Due to the generally unexplored nature of Anglo-Muhammadan law, I want to conclude my series of blogs with some notes that pinpoint some particular aspects of it that I believe are important. The court cases presented in these blogs by no means exhaustively represent the nuances of the dynamics that existed when Anglo-Muhammadan law was invoked in the courtroom. They do, however, present to the reader insights concerning the functioning of Anglo-Muhammadan law and judicial engagement with it. The basic conclusions from the analysis of the four court cases presented in the series are worthy of summarizing here:

Taken together, the various court cases demonstrate that Anglo-Muhammadan law was not uniformly conceived of, nor applied. In a single jurisdiction for instance, that of Allahabad, a great deal of diversity existed between judges with regards to Anglo-Muhammadan law. While some chose to directly invoke it, others chose to rely on precedent, and still others chose to disregard it altogether.
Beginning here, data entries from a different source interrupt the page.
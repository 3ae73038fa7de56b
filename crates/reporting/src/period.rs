use chrono::{DateTime, Datelike, Duration, NaiveDate, NaiveTime, TimeZone, Utc};

/// A closed time window `[from, to]`.
#[derive(Debug, Clone, Copy, PartialEq, Eq)]
pub struct Period {
    pub from: DateTime<Utc>,
    pub to: DateTime<Utc>,
}

impl Period {
    pub fn new(from: DateTime<Utc>, to: DateTime<Utc>) -> Self {
        if from <= to {
            Self { from, to }
        } else {
            Self { from: to, to: from }
        }
    }

    /// From the first instant of `from` to the last instant of `to`.
    pub fn from_dates(from: NaiveDate, to: NaiveDate) -> Self {
        Self::new(start_of_day(from), end_of_day(to))
    }

    /// The first day of the month containing `now`, up to `now`.
    pub fn month_to_date(now: DateTime<Utc>) -> Self {
        Self::new(start_of_day(first_of_month(now.date_naive())), now)
    }

    /// The `days` days ending at `now`.
    pub fn trailing_days(now: DateTime<Utc>, days: i64) -> Self {
        let from = now
            .checked_sub_signed(Duration::days(days))
            .unwrap_or(DateTime::<Utc>::MIN_UTC);
        Self::new(from, now)
    }

    /// The calendar month before the one containing `now`.
    pub fn previous_month(now: DateTime<Utc>) -> Self {
        let this_month = first_of_month(now.date_naive());
        let last_day = this_month.pred_opt().unwrap_or(this_month);
        Self::from_dates(first_of_month(last_day), last_day)
    }

    /// The window of equal length that ends just before this one starts.
    /// `None` when that window would fall outside the representable range.
    pub fn preceding(&self) -> Option<Self> {
        let length = self.to - self.from;
        let to = self.from.checked_sub_signed(Duration::seconds(1))?;
        let from = to.checked_sub_signed(length)?;
        Some(Self::new(from, to))
    }

    pub fn contains(&self, at: DateTime<Utc>) -> bool {
        self.from <= at && at <= self.to
    }

    pub fn days(&self) -> impl Iterator<Item = NaiveDate> {
        let end = self.to.date_naive();
        self.from
            .date_naive()
            .iter_days()
            .take_while(move |d| *d <= end)
    }
}

fn first_of_month(date: NaiveDate) -> NaiveDate {
    date.with_day(1).unwrap_or(date)
}

fn start_of_day(date: NaiveDate) -> DateTime<Utc> {
    Utc.from_utc_datetime(&date.and_time(chrono::NaiveTime::MIN))
}

fn end_of_day(date: NaiveDate) -> DateTime<Utc> {
    match date.and_hms_opt(23, 59, 59) {
        Some(last) => Utc.from_utc_datetime(&last),
        None => start_of_day(date),
    }
}

/// Used by bucketed reports.
pub(crate) fn day_bounds(date: NaiveDate) -> (DateTime<Utc>, DateTime<Utc>) {
    (start_of_day(date), end_of_day(date))
}
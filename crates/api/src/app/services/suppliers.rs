use chrono::Utc;
use tracing::{info, instrument};

use inventaris_core::{DomainError, SupplierId};
use inventaris_infra::store::{PurchaseOrderRepository, SupplierRepository, UnitOfWork};
use inventaris_suppliers::{NewSupplier, Supplier, SupplierPatch, SupplierStatus};

use super::{AppServices, ServiceError, ServiceResult};

impl AppServices {
    #[instrument(skip(self, input), fields(name = %input.name), err)]
    pub async fn create_supplier(&self, input: NewSupplier) -> ServiceResult<Supplier> {
        let supplier = Supplier::create(SupplierId::new(), input, Utc::now())?;
        let mut uow = self.begin().await?;
        uow.insert_supplier(&supplier).await?;
        uow.commit().await?;
        info!(supplier_id = %supplier.id_typed(), "supplier created");
        Ok(supplier)
    }

    pub async fn get_supplier(&self, id: SupplierId) -> ServiceResult<Supplier> {
        let mut uow = self.begin().await?;
        uow.get_supplier(id)
            .await?
            .ok_or(ServiceError::NotFound("supplier"))
    }

    pub async fn list_suppliers(
        &self,
        status: Option<SupplierStatus>,
    ) -> ServiceResult<Vec<Supplier>> {
        let mut uow = self.begin().await?;
        Ok(uow.list_suppliers(status).await?)
    }

    #[instrument(skip(self, patch), err)]
    pub async fn update_supplier(
        &self,
        id: SupplierId,
        patch: SupplierPatch,
    ) -> ServiceResult<Supplier> {
        let mut uow = self.begin().await?;
        let mut supplier = uow
            .get_supplier(id)
            .await?
            .ok_or(ServiceError::NotFound("supplier"))?;
        supplier.apply_patch(patch, Utc::now())?;
        uow.update_supplier(&supplier).await?;
        uow.commit().await?;
        Ok(supplier)
    }

    #[instrument(skip(self), err)]
    pub async fn set_supplier_status(
        &self,
        id: SupplierId,
        status: SupplierStatus,
    ) -> ServiceResult<Supplier> {
        let mut uow = self.begin().await?;
        let mut supplier = uow
            .get_supplier(id)
            .await?
            .ok_or(ServiceError::NotFound("supplier"))?;
        supplier.set_status(status, Utc::now());
        uow.update_supplier(&supplier).await?;
        uow.commit().await?;
        info!(supplier_id = %id, status = status.as_str(), "supplier status changed");
        Ok(supplier)
    }

    #[instrument(skip(self), err)]
    pub async fn delete_supplier(&self, id: SupplierId) -> ServiceResult<()> {
        let mut uow = self.begin().await?;
        if uow.get_supplier(id).await?.is_none() {
            return Err(ServiceError::NotFound("supplier"));
        }
        if uow.supplier_has_purchase_orders(id).await? {
            return Err(DomainError::conflict(
                "supplier is referenced by purchase orders and cannot be deleted",
            )
            .into());
        }
        uow.delete_supplier(id).await?;
        uow.commit().await?;
        Ok(())
    }
}

#[cfg(test)]
pub(crate) mod tests {
    use super::*;
    use inventaris_suppliers::ContactInfo;

    pub(crate) fn new_supplier(name: &str) -> NewSupplier {
        NewSupplier {
            name: name.into(),
            contact: ContactInfo {
                contact_person: Some("Dana".into()),
                email: Some("dana@example.com".into()),
                phone: None,
                address: None,
            },
            notes: None,
            status: None,
        }
    }

    #[tokio::test]
    async fn status_filter_and_patch() {
        let services = AppServices::in_memory();
        let acme = services.create_supplier(new_supplier("Acme")).await.unwrap();
        services.create_supplier(new_supplier("Globex")).await.unwrap();

        services
            .set_supplier_status(acme.id_typed(), SupplierStatus::Inactive)
            .await
            .unwrap();
        let active = services
            .list_suppliers(Some(SupplierStatus::Active))
            .await
            .unwrap();
        assert_eq!(active.len(), 1);
        assert_eq!(active[0].name(), "Globex");

        let patched = services
            .update_supplier(
                acme.id_typed(),
                SupplierPatch {
                    phone: Some("555-0100".into()),
                    ..SupplierPatch::default()
                },
            )
            .await
            .unwrap();
        assert_eq!(patched.contact().phone.as_deref(), Some("555-0100"));
        assert_eq!(patched.contact().email.as_deref(), Some("dana@example.com"));
    }

    #[tokio::test]
    async fn missing_supplier_is_not_found() {
        let services = AppServices::in_memory();
        assert!(matches!(
            services.delete_supplier(SupplierId::new()).await,
            Err(ServiceError::NotFound("supplier"))
        ));
    }

    #[tokio::test]
    async fn supplier_on_a_purchase_order_cannot_be_deleted() {
        use crate::app::services::OrderLineInput;
        use crate::app::services::products::tests::new_product;
        use crate::app::services::purchases::CreatePurchaseOrder;
        use inventaris_core::Money;

        let services = AppServices::in_memory();
        let acme = services.create_supplier(new_supplier("Acme")).await.unwrap();
        let paper = services
            .create_product(new_product("Paper", "Office", 0), None, None)
            .await
            .unwrap();
        services
            .create_purchase_order(CreatePurchaseOrder {
                po_number: None,
                supplier_id: Some(acme.id_typed()),
                supplier_name: None,
                order_date: None,
                expected_delivery: None,
                notes: None,
                items: vec![OrderLineInput {
                    product_id: paper.id_typed(),
                    quantity: 5,
                    unit_price: Money::from_minor(900),
                }],
            })
            .await
            .unwrap();

        assert!(matches!(
            services.delete_supplier(acme.id_typed()).await,
            Err(ServiceError::Domain(DomainError::Conflict(_)))
        ));
        assert_eq!(services.get_supplier(acme.id_typed()).await.unwrap().name(), "Acme");
    }
}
Despite the lack of procedural uniformity within the courtroom, the cases do demonstrate the importance of Anglo-Muhammadan law in the adjudication of matters between Muslim subjects of the British Empire. What is unclear from the cases is the role that non-litigant Muslims played within the courtroom. In addition to being subordinate judges, as noted in the final legal case, Muslims were also advocates of the court, magistrates, High Court judges, Privy Council members and professors of law. As these various individuals gained prominence in the colonial legal system, the adjudication of Islamic law within colonial courtrooms took on a very different tone. My current research project and forthcoming monograph, Fractured Modernities: Contesting Islamic Law in Colonial India, explores how Islamic law emerges in colonial courtrooms in the late 19th and early 20th century, when Muslim judges assume a more prominent role and begin to set aside English legal translations. It challenges the idea of a static Anglo-Muhammadan legal code that was applied across cases of Islamic law and also broader narratives of rupture and the enervation of Islamic law as a result of the colonial encounter.